En un mundo en el que los robots son capaces de realizar casi cualquier cosa, incluso tareas asombrosas como operar a pacientes o explorar otros planetas, resulta curioso que no puedan superar una prueba tan sencilla como la de marcar una casilla. En este caso hablamos de la casilla de No soy un robot, diseñada precisamente para determinar que el usuario es un humano y no un bot.
Esta aparente contradicción se puede explicar a través de la evolución de una herramienta que es clave en la seguridad digital; se trata del CAPTCHA, cuyo fin es distinguir a los humanos de las máquinas en internet. El CAPTCHA (Completely Automated Public Turing test to tell Computers and Humans Apart) fue creado para bloquear a los bots automatizados que intentaban acceder a distintos servicios web como formularios, encuestas o comentarios.
Evolución del CAPTCHA a reCAPTCHA
En sus primeras versiones, CAPTCHA presentaba unos cuadros casi ilegibles con letras y números que el usuario debía descifrar, pero los bots rápidamente mejoraron su capacidad para leer estas imágenes mediante el reconocimiento óptico de caracteres (OCR). De hecho, en 2014, una inteligencia artificial de Google logró resolver estos desafíos con una eficacia superior al 99%, mientras que los humanos apenas superaban el 30%.
Como respuesta a este avance, nació el sistema reCAPTCHA, también de Google, que no solo pedía marcar una casilla, sino que además analizaba el modo en que se realizaba ese gesto.
Este sistema introdujo una nueva capa de seguridad: la observación del comportamiento. Ya no se trata simplemente de hacer clic, sino de cómo se hace. El sistema evalúa el movimiento del cursor, su fluidez, si hay pausas o correcciones, y compara estos patrones con los típicamente humanos. Los bots, por lo general, realizan movimientos lineales, rápidos y precisos, lo que los delata ante el sistema.
Pero el análisis no termina ahí, sino que va mucho más allá. reCAPTCHA también recopila información adicional para verificar la identidad del usuario y evalúa el historial de navegación, las cookies del navegador, la dirección IP y la presencia de extensiones sospechosas. Esta recopilación de datos permite al sistema identificar comportamientos típicamente humanos incluso sin que se presente ningún desafío visual o interactivo.
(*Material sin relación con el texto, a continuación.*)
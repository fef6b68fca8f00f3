//! Keyboard input: the line editor and the blocking key reader.
//!
//! Reading a key (blocking, on its own thread) is kept apart from applying
//! it ([`InputLine::apply`], a pure function), so key handling is testable
//! without a terminal.

use std::io;
use std::sync::Arc;
use std::time::Duration;

use crossterm::event::{self, Event, KeyCode, KeyEvent, KeyEventKind, KeyModifiers};
use relaychat_proto::command::{self, Command};
use relaychat_proto::line::MAX_LINE_LEN;
use tokio::sync::mpsc;

use crate::shutdown::{ExitReason, Shutdown};

/// What applying one key did to the input line.
#[derive(Debug, Clone, PartialEq, Eq)]
pub enum KeyOutcome {
    /// Nothing changed.
    Ignored,
    /// The buffer was edited.
    Edited,
    /// Enter on plain text; the buffer has been cleared.
    Submitted(String),
    /// Enter on a `/command`; the buffer has been cleared.
    Command(Command),
    /// Esc or Ctrl-C; the buffer has been cleared.
    Cancel,
}

/// The line the user is typing.
#[derive(Debug, Clone, PartialEq, Eq)]
pub struct InputLine {
    buffer: String,
    limit: usize,
}

impl Default for InputLine {
    fn default() -> Self {
        Self::with_limit(MAX_LINE_LEN)
    }
}

impl InputLine {
    /// An empty line that accepts at most `limit` bytes.
    #[must_use]
    pub const fn with_limit(limit: usize) -> Self {
        Self {
            buffer: String::new(),
            limit,
        }
    }

    /// Current contents.
    #[must_use]
    pub fn as_str(&self) -> &str {
        &self.buffer
    }

    /// Length in characters.
    #[must_use]
    pub fn len(&self) -> usize {
        self.buffer.chars().count()
    }

    /// Whether the buffer is empty.
    #[must_use]
    pub fn is_empty(&self) -> bool {
        self.buffer.is_empty()
    }

    /// Whether the buffer currently holds a command.
    #[must_use]
    pub fn is_command(&self) -> bool {
        command::is_command(&self.buffer)
    }

    /// Apply one key event.
    pub fn apply(&mut self, key: KeyEvent) -> KeyOutcome {
        if key.kind != KeyEventKind::Press {
            return KeyOutcome::Ignored;
        }

        match (key.code, key.modifiers) {
            (KeyCode::Char('c'), KeyModifiers::CONTROL) | (KeyCode::Esc, _) => {
                self.buffer.clear();
                KeyOutcome::Cancel
            }
            (KeyCode::Enter, _) => self.submit(),
            (KeyCode::Backspace, _) => {
                if self.buffer.pop().is_some() {
                    KeyOutcome::Edited
                } else {
                    KeyOutcome::Ignored
                }
            }
            (KeyCode::Char(c), modifiers)
                if !modifiers.intersects(KeyModifiers::CONTROL | KeyModifiers::ALT)
                    && !c.is_control() =>
            {
                if self.buffer.len() + c.len_utf8() > self.limit {
                    return KeyOutcome::Ignored;
                }
                self.buffer.push(c);
                KeyOutcome::Edited
            }
            _ => KeyOutcome::Ignored,
        }
    }

    fn submit(&mut self) -> KeyOutcome {
        if self.buffer.is_empty() {
            return KeyOutcome::Ignored;
        }
        let text = std::mem::take(&mut self.buffer);
        match Command::parse(&text) {
            Some(command) => KeyOutcome::Command(command),
            None => KeyOutcome::Submitted(text),
        }
    }
}

/// Read terminal key events on a dedicated thread and forward them.
///
/// The thread polls with `poll_interval` so it notices shutdown, and stops
/// when shutdown starts, the receiver is dropped, or the terminal fails.
///
/// # Errors
///
/// Returns an error if the thread cannot be spawned.
pub fn spawn_key_reader(
    tx: mpsc::Sender<KeyEvent>,
    shutdown: Arc<Shutdown>,
    poll_interval: Duration,
) -> io::Result<std::thread::JoinHandle<()>> {
    std::thread::Builder::new()
        .name("key-reader".to_string())
        .spawn(move || {
            while !shutdown.is_triggered() {
                match event::poll(poll_interval) {
                    Ok(false) => {}
                    Ok(true) => match event::read() {
                        Ok(Event::Key(key)) => {
                            if tx.blocking_send(key).is_err() {
                                break;
                            }
                        }
                        // Resizes are picked up by the render tick.
                        Ok(_) => {}
                        Err(e) => {
                            tracing::error!(error = %e, "failed to read terminal event");
                            shutdown.trigger(ExitReason::Failed);
                            break;
                        }
                    },
                    Err(e) => {
                        tracing::error!(error = %e, "failed to poll terminal events");
                        shutdown.trigger(ExitReason::Failed);
                        break;
                    }
                }
            }
            tracing::debug!("key reader stopped");
        })
}
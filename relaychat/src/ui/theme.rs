//! Colors and styles for the chat view.

use ratatui::style::{Color, Modifier, Style};

/// Sender color for the local user's own messages.
pub const OWN_SENDER: Color = Color::Cyan;

/// Sender color for everyone else.
pub const OTHER_SENDER: Color = Color::Magenta;

/// Sender color for operator broadcasts.
pub const SERVER_SENDER: Color = Color::Yellow;

/// Separator line above the prompt.
pub const SEPARATOR: Color = Color::Blue;

/// Input color while a `/command` is being typed.
pub const COMMAND: Color = Color::Red;

/// Transient notice color.
pub const NOTICE: Color = Color::Green;

/// Normal text style.
#[must_use]
pub fn normal() -> Style {
    Style::default().fg(Color::White)
}

/// Bold style for a sender label.
#[must_use]
pub fn sender(color: Color) -> Style {
    Style::default().fg(color).add_modifier(Modifier::BOLD)
}

/// Style for the separator line.
#[must_use]
pub fn separator() -> Style {
    Style::default().fg(SEPARATOR)
}

/// Style for the prompt line, depending on whether it holds a command.
#[must_use]
pub fn input(is_command: bool) -> Style {
    if is_command {
        Style::default().fg(COMMAND)
    } else {
        normal()
    }
}

/// Style for the transient notice.
#[must_use]
pub fn notice() -> Style {
    Style::default().fg(NOTICE).add_modifier(Modifier::BOLD)
}
//! `RelayChat` server -- rebroadcasts every client message to all others.
//!
//! # Usage
//!
//! ```bash
//! # Listen on 0.0.0.0:8080
//! cargo run --bin relaychat-server
//!
//! # Listen on a custom port
//! cargo run --bin relaychat-server -- 9000
//! ```
//!
//! Console commands: `/clear`, `/users`, `/exit`. Any other line is sent to
//! every client as `Server,<line>`.

use std::process::ExitCode;
use std::sync::Arc;

use relaychat_server::config::{ServerCliArgs, ServerConfig};
use relaychat_server::console::{self, ConsoleExit};
use relaychat_server::relay::{self, RelayState};

#[tokio::main]
async fn main() -> ExitCode {
    let cli = ServerCliArgs::parse_or_exit();

    let config = match ServerConfig::load(&cli) {
        Ok(c) => c,
        Err(e) => {
            eprintln!("Error loading configuration: {e}");
            return ExitCode::FAILURE;
        }
    };

    // Logs go to stderr; stdout belongs to the console.
    let env_filter = tracing_subscriber::EnvFilter::try_from_default_env()
        .unwrap_or_else(|_| tracing_subscriber::EnvFilter::new(&config.log_level));
    tracing_subscriber::fmt()
        .with_env_filter(env_filter)
        .with_writer(std::io::stderr)
        .init();

    let state = Arc::new(RelayState::with_config(config.peer_queue_size));
    let server = match relay::start_server_with_state(&config.bind_addr(), state).await {
        Ok(server) => server,
        Err(e) => {
            tracing::error!(error = %e, "failed to start relay server");
            return ExitCode::FAILURE;
        }
    };
    tracing::info!(addr = %server.local_addr(), "server started, listening");

    let mut lines = match console::spawn_stdin_reader() {
        Ok(rx) => rx,
        Err(e) => {
            tracing::error!(error = %e, "failed to start console reader");
            server.shutdown().await;
            return ExitCode::FAILURE;
        }
    };

    let mut stdout = std::io::stdout();
    tokio::select! {
        result = console::run_console(&mut lines, &mut stdout, server.state()) => match result {
            Ok(ConsoleExit::Requested) => tracing::info!("exit requested from console"),
            Ok(ConsoleExit::InputClosed) => {
                tracing::info!("console input closed, press Ctrl-C to stop");
                if let Err(e) = tokio::signal::ctrl_c().await {
                    tracing::error!(error = %e, "failed to wait for Ctrl-C");
                }
            }
            Err(e) => tracing::error!(error = %e, "console failed"),
        },
        signal = tokio::signal::ctrl_c() => {
            if let Err(e) = signal {
                tracing::error!(error = %e, "failed to listen for Ctrl-C");
            }
            tracing::info!("interrupt received");
        }
    }

    server.shutdown().await;
    ExitCode::SUCCESS
}
//! Relay server core: listener setup, accept loop, per-connection handlers,
//! and shutdown.
//!
//! Every accepted connection gets a [`PeerHandle`] in the [`Registry`] and a
//! handler task in a supervised [`JoinSet`]. The handler reads from the
//! socket and broadcasts each chunk verbatim; a separate writer task drains
//! the connection's outbound queue onto the socket.
//!
//! The handler is the only code that closes its socket. It always removes its
//! handle from the registry first, so a broadcast can never reach a closed
//! connection.

use std::collections::HashMap;
use std::io;
use std::net::SocketAddr;
use std::sync::Arc;
use std::sync::atomic::{AtomicU64, Ordering};
use std::time::Duration;

use relaychat_proto::line::READ_BUFFER_SIZE;
use tokio::io::{AsyncReadExt, AsyncWriteExt};
use tokio::net::tcp::OwnedWriteHalf;
use tokio::net::{TcpListener, TcpSocket, TcpStream};
use tokio::sync::{Notify, mpsc, watch};
use tokio::task::{JoinError, JoinSet};

use crate::registry::{ConnectionId, Origin, Payload, PeerHandle, Registry};

/// Default capacity of each peer's outbound queue.
pub const DEFAULT_PEER_QUEUE_SIZE: usize = 256;

/// Pending-connection backlog passed to `listen`.
const LISTEN_BACKLOG: u32 = 1024;

/// Pause after a failed `accept` so a persistent error does not spin.
const ACCEPT_ERROR_BACKOFF: Duration = Duration::from_millis(50);

/// Errors that prevent the server from starting.
#[derive(Debug, thiserror::Error)]
pub enum RelayError {
    /// The bind address is not an `ip:port` pair.
    #[error("invalid bind address {addr}: {source}")]
    Address {
        /// Address as given.
        addr: String,
        /// Parse failure.
        source: std::net::AddrParseError,
    },

    /// The server socket could not be created.
    #[error("failed to create server socket: {0}")]
    Socket(#[source] io::Error),

    /// `SO_REUSEADDR` could not be set.
    #[error("failed to set socket options: {0}")]
    SocketOption(#[source] io::Error),

    /// The socket could not be bound.
    #[error("failed to bind server to {addr}: {source}")]
    Bind {
        /// Requested address.
        addr: SocketAddr,
        /// Underlying I/O error.
        source: io::Error,
    },

    /// The socket could not start listening.
    #[error("failed to listen on {addr}: {source}")]
    Listen {
        /// Requested address.
        addr: SocketAddr,
        /// Underlying I/O error.
        source: io::Error,
    },
}

/// Shared relay state: the registry plus connection bookkeeping.
#[derive(Debug)]
pub struct RelayState {
    /// Live connections.
    pub registry: Registry,
    next_id: AtomicU64,
    peer_queue_size: usize,
}

impl Default for RelayState {
    fn default() -> Self {
        Self::new()
    }
}

impl RelayState {
    /// Create a state with the default outbound queue size.
    #[must_use]
    pub fn new() -> Self {
        Self::with_config(DEFAULT_PEER_QUEUE_SIZE)
    }

    /// Create a state with a custom outbound queue size per peer.
    #[must_use]
    pub fn with_config(peer_queue_size: usize) -> Self {
        Self {
            registry: Registry::new(),
            next_id: AtomicU64::new(1),
            peer_queue_size: peer_queue_size.max(1),
        }
    }

    fn next_connection_id(&self) -> ConnectionId {
        ConnectionId::new(self.next_id.fetch_add(1, Ordering::Relaxed))
    }
}

/// A running relay server.
///
/// Dropping it without calling [`RelayServer::shutdown`] also stops the
/// accept loop, which then closes every connection.
#[derive(Debug)]
pub struct RelayServer {
    local_addr: SocketAddr,
    state: Arc<RelayState>,
    shutdown: watch::Sender<bool>,
    task: tokio::task::JoinHandle<()>,
}

impl RelayServer {
    /// Address the listener is bound to.
    #[must_use]
    pub const fn local_addr(&self) -> SocketAddr {
        self.local_addr
    }

    /// Shared state, for the console and for tests.
    #[must_use]
    pub const fn state(&self) -> &Arc<RelayState> {
        &self.state
    }

    /// Stop accepting, close every connection, and wait for all handlers.
    pub async fn shutdown(self) {
        let _ = self.shutdown.send(true);
        if let Err(e) = self.task.await {
            tracing::error!(error = %e, "accept loop task failed");
        }
    }
}

/// Start the relay server on `addr` with default state.
///
/// # Errors
///
/// Returns [`RelayError`] if the address is invalid or the listener cannot
/// be set up.
pub async fn start_server(addr: &str) -> Result<RelayServer, RelayError> {
    start_server_with_state(addr, Arc::new(RelayState::new())).await
}

/// Start the relay server on `addr` with a pre-configured [`RelayState`].
///
/// # Errors
///
/// Returns [`RelayError`] if the address is invalid or the listener cannot
/// be set up.
pub async fn start_server_with_state(
    addr: &str,
    state: Arc<RelayState>,
) -> Result<RelayServer, RelayError> {
    let requested: SocketAddr = addr.parse().map_err(|source| RelayError::Address {
        addr: addr.to_string(),
        source,
    })?;
    let listener = bind_listener(requested)?;
    let local_addr = listener
        .local_addr()
        .map_err(|source| RelayError::Listen {
            addr: requested,
            source,
        })?;

    let (shutdown_tx, shutdown_rx) = watch::channel(false);
    let task = tokio::spawn(accept_loop(listener, Arc::clone(&state), shutdown_rx));

    Ok(RelayServer {
        local_addr,
        state,
        shutdown: shutdown_tx,
        task,
    })
}

/// Create, configure, bind, and listen, mapping each step to its own error.
fn bind_listener(addr: SocketAddr) -> Result<TcpListener, RelayError> {
    let socket = if addr.is_ipv4() {
        TcpSocket::new_v4()
    } else {
        TcpSocket::new_v6()
    }
    .map_err(RelayError::Socket)?;
    socket.set_reuseaddr(true).map_err(RelayError::SocketOption)?;
    socket
        .bind(addr)
        .map_err(|source| RelayError::Bind { addr, source })?;
    socket
        .listen(LISTEN_BACKLOG)
        .map_err(|source| RelayError::Listen { addr, source })
}

/// Accept connections until shutdown, supervising one handler per connection.
async fn accept_loop(
    listener: TcpListener,
    state: Arc<RelayState>,
    mut shutdown: watch::Receiver<bool>,
) {
    let mut handlers = JoinSet::new();
    let mut owners: HashMap<tokio::task::Id, ConnectionId> = HashMap::new();

    loop {
        tokio::select! {
            changed = shutdown.changed() => {
                if changed.is_err() || *shutdown.borrow() {
                    break;
                }
            }
            accepted = listener.accept() => match accepted {
                Ok((stream, addr)) => {
                    let id = state.next_connection_id();
                    let (tx, rx) = mpsc::channel(state.peer_queue_size);
                    let close = Arc::new(Notify::new());
                    state
                        .registry
                        .add(PeerHandle::new(id, addr, tx, Arc::clone(&close)))
                        .await;
                    let task = handlers.spawn(handle_connection(
                        Arc::clone(&state),
                        id,
                        stream,
                        rx,
                        close,
                    ));
                    owners.insert(task.id(), id);
                    tracing::info!(id = %id, addr = %addr, "new client connected");
                }
                Err(e) => {
                    tracing::error!(error = %e, "failed to accept client connection");
                    tokio::time::sleep(ACCEPT_ERROR_BACKOFF).await;
                }
            },
            Some(joined) = handlers.join_next_with_id() => {
                reap(&state, &mut owners, joined).await;
            }
        }
    }

    drop(listener);
    tracing::info!("shutting down server and closing all connections");

    for handle in state.registry.drain().await {
        handle.close();
        tracing::info!(id = %handle.id(), addr = %handle.addr(), "closed connection");
    }

    while let Some(joined) = handlers.join_next_with_id().await {
        reap(&state, &mut owners, joined).await;
    }
}

/// Record a finished handler. A panicked handler's handle is removed here
/// because the handler could not remove it itself.
async fn reap(
    state: &RelayState,
    owners: &mut HashMap<tokio::task::Id, ConnectionId>,
    joined: Result<(tokio::task::Id, ()), JoinError>,
) {
    match joined {
        Ok((task_id, ())) => {
            owners.remove(&task_id);
        }
        Err(e) => {
            let owner = owners.remove(&e.id());
            if e.is_panic() {
                tracing::error!(id = ?owner, "connection handler panicked");
            } else {
                tracing::warn!(id = ?owner, error = %e, "connection handler cancelled");
            }
            if let Some(id) = owner {
                state.registry.remove(id).await;
            }
        }
    }
}

/// Drive one connection from `Active` to `Closed`.
async fn handle_connection(
    state: Arc<RelayState>,
    id: ConnectionId,
    stream: TcpStream,
    outbound: mpsc::Receiver<Payload>,
    close: Arc<Notify>,
) {
    let (mut reader, writer) = stream.into_split();
    let writer_task = tokio::spawn(write_loop(id, writer, outbound, Arc::clone(&close)));

    let mut buf = vec![0u8; READ_BUFFER_SIZE];
    let reason = loop {
        tokio::select! {
            read = reader.read(&mut buf) => match read {
                Ok(0) => break "peer closed the connection",
                Ok(n) => {
                    tracing::debug!(id = %id, bytes = n, "received a message");
                    let report = state.registry.broadcast(Origin::Peer(id), &buf[..n]).await;
                    tracing::trace!(id = %id, ?report, "broadcast finished");
                }
                Err(e) => {
                    tracing::warn!(id = %id, error = %e, "read failed");
                    break "read failed";
                }
            },
            () = close.notified() => break "connection closed by server",
        }
    };

    // Remove before closing: once this returns no broadcast can reach us,
    // and dropping the handle closes the outbound queue.
    drop(state.registry.remove(id).await);

    if let Err(e) = writer_task.await {
        tracing::error!(id = %id, error = %e, "writer task failed");
    }
    drop(reader);
    tracing::info!(id = %id, reason, "client disconnected");
}

/// Drain the outbound queue onto the socket, then shut the write half down.
async fn write_loop(
    id: ConnectionId,
    mut writer: OwnedWriteHalf,
    mut outbound: mpsc::Receiver<Payload>,
    close: Arc<Notify>,
) {
    while let Some(payload) = outbound.recv().await {
        if let Err(e) = writer.write_all(&payload).await {
            tracing::warn!(id = %id, error = %e, "failed to send message to client");
            close.notify_one();
            return;
        }
    }
    if let Err(e) = writer.shutdown().await {
        tracing::debug!(id = %id, error = %e, "write half shutdown failed");
    }
}

/// Start a server on an OS-assigned loopback port for tests.
#[cfg(test)]
pub async fn start_test_server() -> RelayServer {
    start_server("127.0.0.1:0")
        .await
        .expect("failed to start test server")
}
Análisis de comportamiento
La evolución de reCAPTCHA ha avanzado hasta tal punto que se ha vuelto prácticamente invisible. Versiones recientes, como reCAPTCHA v3, ya no requieren que el usuario haga nada. El sistema analiza en un segundo plano el comportamiento de navegación y asigna una puntuación de riesgo. Solo cuando hay dudas sobre la autenticidad del usuario se activan pruebas adicionales, como seleccionar imágenes de semáforos o bicicletas.
A pesar de los avances tecnológicos, replicar el comportamiento humano sigue siendo una tarea complicada para los bots. Los desarrolladores han intentado imitar los movimientos suaves e imprecisos de los humanos, pero aún no han logrado engañar completamente al sistema.
Los errores, titubeos y pausas propias de un humano son imperfecciones extremadamente difíciles de simular con una precisión programada y se han convertido en una señal inequívoca de humanidad.
¡Cuidado con las imitaciones!
No obstante, pese a servir como medida de seguridad, este tipo de sistemas también encierran ciertos peligros. Y es que los ciberdelincuentes han comenzado a crear CAPTCHAS falsos que imitan la apariencia de los originales para engañar al usuario.
Al interactuar con estos, en lugar de confirmar que eres humano, puedes estar permitiendo la instalación de malware o facilitando el robo de información. Por ello, es recomendable verificar siempre que el sitio web que visitamos sea legítimo antes de interactuar con cualquiera de estos sistemas.